= List of Tenjho Tenge chapters =

The cover of the first volume of Tenjho Tenge as published by Shueisha on May 19, 1998, in Japan

This is a list of chapters of the manga series Tenjho Tenge written and illustrated by Oh! great. It was serialized in the Japanese monthly manga magazine Ultra Jump by the publisher Shueisha between 1997 and 2010. About twice a year, Shueisha compiled six or more of Tenjho Tenges chapters into tankōbon volumes. Individual chapters are called "fights". The 136 chapters were published into 22 volumes between May 19, 1998, and November 19, 2010.

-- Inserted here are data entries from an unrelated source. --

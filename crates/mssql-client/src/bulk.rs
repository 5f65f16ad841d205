//! Bulk copy.
//!
//! A bulk load runs in three requests:
//!
//! 1. `SET FMTONLY ON select * from <table>` to learn the column types,
//! 2. an `insert bulk` statement naming the columns being loaded,
//! 3. a BulkLoad (0x07) message holding COLMETADATA, one ROW per row and a
//!    final DONE.
//!
//! Values are encoded against the server's column types, so a money column
//! accepts `"882342757768.9998"` and a DATETIME column rounds to 1/300 s.
//!
//! ```rust,ignore
//! let result = client
//!     .bulk_insert("dbo.prices", &["id", "price"], &BulkOptions::default(), &[
//!         &[&1i32, &"882342757768.9998"],
//!         &[&2i32, &"-1.25"],
//!     ])
//!     .await?;
//! assert_eq!(result.rows_affected, 2);
//! ```

use bytes::{Bytes, BytesMut};
use mssql_types::{ToSql, encode_for_column};
use tds_protocol::{ColMetaData, ColumnData, Done, RawRow, TokenType};

use crate::error::{Error, Result};
use crate::row::Column;

/// Hints for the `insert bulk` statement.
#[derive(Debug, Clone)]
pub struct BulkOptions {
    /// Check constraints while loading.
    pub check_constraints: bool,
    /// Fire INSERT triggers.
    pub fire_triggers: bool,
    /// Keep NULLs instead of applying column defaults.
    pub keep_nulls: bool,
    /// Take a table lock for the duration of the load.
    pub table_lock: bool,
    /// Expected number of rows, passed as `ROWS_PER_BATCH`.
    pub rows_per_batch: Option<u64>,
    /// Columns the data is sorted by, passed as `ORDER(...)`.
    pub order_hint: Vec<String>,
}

impl Default for BulkOptions {
    fn default() -> Self {
        Self {
            check_constraints: false,
            fire_triggers: false,
            keep_nulls: true,
            table_lock: false,
            rows_per_batch: None,
            order_hint: Vec::new(),
        }
    }
}

impl BulkOptions {
    fn hints(&self) -> Vec<String> {
        let mut hints = Vec::new();
        if self.check_constraints {
            hints.push("CHECK_CONSTRAINTS".to_owned());
        }
        if self.fire_triggers {
            hints.push("FIRE_TRIGGERS".to_owned());
        }
        if self.keep_nulls {
            hints.push("KEEP_NULLS".to_owned());
        }
        if self.table_lock {
            hints.push("TABLOCK".to_owned());
        }
        if let Some(rows) = self.rows_per_batch {
            hints.push(format!("ROWS_PER_BATCH = {rows}"));
        }
        if !self.order_hint.is_empty() {
            let order: Vec<String> = self.order_hint.iter().map(|c| quote_name(c)).collect();
            hints.push(format!("ORDER({})", order.join(", ")));
        }
        hints
    }
}

/// Outcome of a bulk load.
#[derive(Debug, Clone, Copy, PartialEq, Eq)]
pub struct BulkInsertResult {
    /// Rows the server reported as copied.
    pub rows_affected: u64,
    /// Rows the client sent.
    pub rows_sent: u64,
}

/// Rows encoded for one bulk load.
#[derive(Debug)]
pub struct BulkCopy {
    table: String,
    metadata: ColMetaData,
    options: BulkOptions,
    rows: BytesMut,
    row_count: u64,
}

impl BulkCopy {
    /// Prepare a load of `columns` (all when empty) into `table`, given the
    /// column descriptions returned for the table.
    pub fn new(
        table: impl Into<String>,
        table_columns: &[Column],
        columns: &[&str],
        options: BulkOptions,
    ) -> Result<Self> {
        let selected: Vec<&Column> = if columns.is_empty() {
            table_columns.iter().collect()
        } else {
            columns
                .iter()
                .map(|name| {
                    table_columns
                        .iter()
                        .find(|c| c.name.eq_ignore_ascii_case(name))
                        .ok_or_else(|| Error::Bulk(format!("column {name} not found")))
                })
                .collect::<Result<_>>()?
        };
        if selected.is_empty() {
            return Err(Error::Bulk("no columns to load".into()));
        }

        let mut metadata = ColMetaData::default();
        for column in selected {
            if column.encrypted {
                return Err(Error::Bulk(format!(
                    "column {} is encrypted; bulk copy of encrypted columns is not supported",
                    column.name
                )));
            }
            let mut data = ColumnData::new(column.name.clone(), column.type_info.clone());
            data.flags.nullable = column.nullable;
            metadata.columns.push(data);
        }

        Ok(Self {
            table: table.into(),
            metadata,
            options,
            rows: BytesMut::new(),
            row_count: 0,
        })
    }

    /// The `insert bulk` statement announcing this load.
    #[must_use]
    pub fn statement(&self) -> String {
        let columns: Vec<String> = self
            .metadata
            .columns
            .iter()
            .map(|c| format!("{} {}", quote_name(&c.name), c.type_info.decl_name()))
            .collect();
        let mut sql = format!("insert bulk {} ({})", self.table, columns.join(", "));
        let hints = self.options.hints();
        if !hints.is_empty() {
            sql.push_str(" with (");
            sql.push_str(&hints.join(", "));
            sql.push(')');
        }
        sql
    }

    /// Encode one row. Values are matched to columns by position.
    pub fn add_row(&mut self, values: &[&(dyn ToSql + Sync)]) -> Result<()> {
        if values.len() != self.metadata.columns.len() {
            return Err(Error::Bulk(format!(
                "row has {} values but {} columns are being loaded",
                values.len(),
                self.metadata.columns.len()
            )));
        }
        let mut raw = RawRow {
            values: Vec::with_capacity(values.len()),
        };
        for (value, column) in values.iter().zip(&self.metadata.columns) {
            let param = |source| Error::Parameter {
                name: column.name.clone(),
                source,
            };
            let value = value.to_sql().map_err(param)?;
            raw.values
                .push(encode_for_column(&value, &column.type_info).map_err(param)?);
        }
        let mut encoded = BytesMut::new();
        raw.encode(&mut encoded, &self.metadata)?;
        self.rows.extend_from_slice(&encoded);
        self.row_count += 1;
        Ok(())
    }

    /// Rows encoded so far.
    #[must_use]
    pub fn row_count(&self) -> u64 {
        self.row_count
    }

    /// The BulkLoad message body: COLMETADATA, the rows, and a final DONE
    /// carrying the row count.
    #[must_use]
    pub fn payload(&self) -> Bytes {
        let mut dst = BytesMut::with_capacity(self.rows.len() + 256);
        self.metadata.encode(&mut dst, false);
        dst.extend_from_slice(&self.rows);
        Done::final_with_count(Some(self.row_count)).encode(&mut dst, TokenType::Done);
        dst.freeze()
    }
}

/// Bracket-quote an identifier.
fn quote_name(name: &str) -> String {
    format!("[{}]", name.replace(']', "]]"))
}

/// Query returning the column metadata of `table` without any rows.
pub(crate) fn metadata_query(table: &str) -> String {
    format!("SET FMTONLY ON select * from {table} SET FMTONLY OFF")
}
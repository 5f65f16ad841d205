//! Trait for converting from SQL values to Rust types.

use bytes::Bytes;
use chrono::{DateTime, FixedOffset, NaiveDate, NaiveDateTime, NaiveTime, Utc};
use rust_decimal::Decimal;
use uuid::Uuid;

use crate::error::TypeError;
use crate::json::Json;
use crate::money::Money;
use crate::value::SqlValue;
use crate::vector::Vector;

/// Trait for types that can be read from result cells.
///
/// Non-`Option` targets fail with [`TypeError::UnexpectedNull`] on NULL;
/// wrap the target in `Option` to read NULL as `None`.
pub trait FromSql: Sized {
    /// Convert from a SQL value to this type.
    fn from_sql(value: &SqlValue) -> Result<Self, TypeError>;

    /// Convert from an optional SQL value.
    fn from_sql_nullable(value: &SqlValue) -> Result<Option<Self>, TypeError> {
        if value.is_null() {
            Ok(None)
        } else {
            Self::from_sql(value).map(Some)
        }
    }
}

fn mismatch(expected: &'static str, value: &SqlValue) -> TypeError {
    if value.is_null() {
        TypeError::UnexpectedNull
    } else {
        TypeError::TypeMismatch {
            expected,
            actual: value.type_name().to_owned(),
        }
    }
}

impl FromSql for bool {
    fn from_sql(value: &SqlValue) -> Result<Self, TypeError> {
        match value {
            SqlValue::Bool(v) => Ok(*v),
            other => other
                .as_i64()
                .map(|n| n != 0)
                .ok_or_else(|| mismatch("bool", other)),
        }
    }
}

impl FromSql for u8 {
    fn from_sql(value: &SqlValue) -> Result<Self, TypeError> {
        match value {
            SqlValue::TinyInt(v) => Ok(*v),
            other => Err(mismatch("u8", other)),
        }
    }
}

impl FromSql for i16 {
    fn from_sql(value: &SqlValue) -> Result<Self, TypeError> {
        match value {
            SqlValue::SmallInt(v) => Ok(*v),
            SqlValue::TinyInt(v) => Ok(i16::from(*v)),
            other => Err(mismatch("i16", other)),
        }
    }
}

impl FromSql for i32 {
    fn from_sql(value: &SqlValue) -> Result<Self, TypeError> {
        value.as_i32().ok_or_else(|| mismatch("i32", value))
    }
}

impl FromSql for i64 {
    fn from_sql(value: &SqlValue) -> Result<Self, TypeError> {
        value.as_i64().ok_or_else(|| mismatch("i64", value))
    }
}

impl FromSql for f32 {
    fn from_sql(value: &SqlValue) -> Result<Self, TypeError> {
        match value {
            SqlValue::Float(v) => Ok(*v),
            other => Err(mismatch("f32", other)),
        }
    }
}

impl FromSql for f64 {
    fn from_sql(value: &SqlValue) -> Result<Self, TypeError> {
        value.as_f64().ok_or_else(|| mismatch("f64", value))
    }
}

impl FromSql for String {
    fn from_sql(value: &SqlValue) -> Result<Self, TypeError> {
        value
            .as_str()
            .map(str::to_owned)
            .ok_or_else(|| mismatch("String", value))
    }
}

impl FromSql for Vec<u8> {
    fn from_sql(value: &SqlValue) -> Result<Self, TypeError> {
        value
            .as_bytes()
            .map(<[u8]>::to_vec)
            .ok_or_else(|| mismatch("Vec<u8>", value))
    }
}

impl FromSql for Bytes {
    fn from_sql(value: &SqlValue) -> Result<Self, TypeError> {
        match value {
            SqlValue::Binary(b) => Ok(b.clone()),
            other => Err(mismatch("Bytes", other)),
        }
    }
}

impl FromSql for Uuid {
    fn from_sql(value: &SqlValue) -> Result<Self, TypeError> {
        match value {
            SqlValue::Uuid(v) => Ok(*v),
            SqlValue::String(s) => s
                .trim()
                .parse()
                .map_err(|e| TypeError::InvalidUuid(format!("{e}"))),
            other => Err(mismatch("Uuid", other)),
        }
    }
}

impl FromSql for Decimal {
    fn from_sql(value: &SqlValue) -> Result<Self, TypeError> {
        match value {
            SqlValue::Decimal(v) => Ok(*v),
            SqlValue::Money(m) => Ok(m.amount()),
            SqlValue::String(s) => s
                .trim()
                .parse()
                .map_err(|e| TypeError::InvalidDecimal(format!("{e}"))),
            other => other
                .as_i64()
                .map(Decimal::from)
                .ok_or_else(|| mismatch("Decimal", other)),
        }
    }
}

impl FromSql for Money {
    fn from_sql(value: &SqlValue) -> Result<Self, TypeError> {
        match value {
            SqlValue::Money(m) => Ok(*m),
            SqlValue::Decimal(d) => Ok(Money::new(*d)),
            SqlValue::String(s) => s.parse(),
            other => Err(mismatch("Money", other)),
        }
    }
}

impl FromSql for NaiveDate {
    fn from_sql(value: &SqlValue) -> Result<Self, TypeError> {
        match value {
            SqlValue::Date(v) => Ok(*v),
            SqlValue::DateTime(v) | SqlValue::LegacyDateTime(v) => Ok(v.date()),
            other => Err(mismatch("NaiveDate", other)),
        }
    }
}

impl FromSql for NaiveTime {
    fn from_sql(value: &SqlValue) -> Result<Self, TypeError> {
        match value {
            SqlValue::Time(v) => Ok(*v),
            SqlValue::DateTime(v) | SqlValue::LegacyDateTime(v) => Ok(v.time()),
            other => Err(mismatch("NaiveTime", other)),
        }
    }
}

impl FromSql for NaiveDateTime {
    fn from_sql(value: &SqlValue) -> Result<Self, TypeError> {
        match value {
            SqlValue::DateTime(v) | SqlValue::LegacyDateTime(v) => Ok(*v),
            SqlValue::Date(d) => Ok(d.and_time(NaiveTime::MIN)),
            SqlValue::DateTimeOffset(v) => Ok(v.naive_utc()),
            other => Err(mismatch("NaiveDateTime", other)),
        }
    }
}

impl FromSql for DateTime<FixedOffset> {
    fn from_sql(value: &SqlValue) -> Result<Self, TypeError> {
        match value {
            SqlValue::DateTimeOffset(v) => Ok(*v),
            other => Err(mismatch("DateTime<FixedOffset>", other)),
        }
    }
}

impl FromSql for DateTime<Utc> {
    fn from_sql(value: &SqlValue) -> Result<Self, TypeError> {
        match value {
            SqlValue::DateTimeOffset(v) => Ok(v.to_utc()),
            SqlValue::DateTime(v) | SqlValue::LegacyDateTime(v) => Ok(v.and_utc()),
            other => Err(mismatch("DateTime<Utc>", other)),
        }
    }
}

impl FromSql for Json {
    fn from_sql(value: &SqlValue) -> Result<Self, TypeError> {
        match value {
            SqlValue::Json(j) => Ok(j.clone()),
            SqlValue::String(s) => Ok(Json::new(s.clone())),
            other => Err(mismatch("Json", other)),
        }
    }
}

impl FromSql for serde_json::Value {
    fn from_sql(value: &SqlValue) -> Result<Self, TypeError> {
        Json::from_sql(value)?.to_value()
    }
}

impl FromSql for Vector {
    fn from_sql(value: &SqlValue) -> Result<Self, TypeError> {
        match value {
            SqlValue::Vector(v) => Ok(v.clone()),
            SqlValue::String(s) => Vector::from_json(s),
            SqlValue::Json(j) => Vector::from_json(j.as_str()),
            other => Err(mismatch("Vector", other)),
        }
    }
}

impl FromSql for SqlValue {
    fn from_sql(value: &SqlValue) -> Result<Self, TypeError> {
        Ok(value.clone())
    }
}

impl<T: FromSql> FromSql for Option<T> {
    fn from_sql(value: &SqlValue) -> Result<Self, TypeError> {
        T::from_sql_nullable(value)
    }
}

Tenjho Tenge was licensed for English language publication by CMX, which was an imprint of DC Comics. Beginning with the first on February 16, 2005, they released eighteen heavily censored volumes in North America before the company was shut down in July 2010. In November 2010, Viz Media acquired the rights to the Tenjho Tenge manga and stated that their version would be 100% uncut and faithful to the original Japanese. From June 21, 2011, to February 5, 2013, they released the series bi-monthly in eleven 2-in-1 volumes, which collects two individual volumes into a single large one. Viz's releases also includes omake, color pages from the series's original run in Ultra Jump, and since each release will cover two volumes, the second cover will be printed in as a color page.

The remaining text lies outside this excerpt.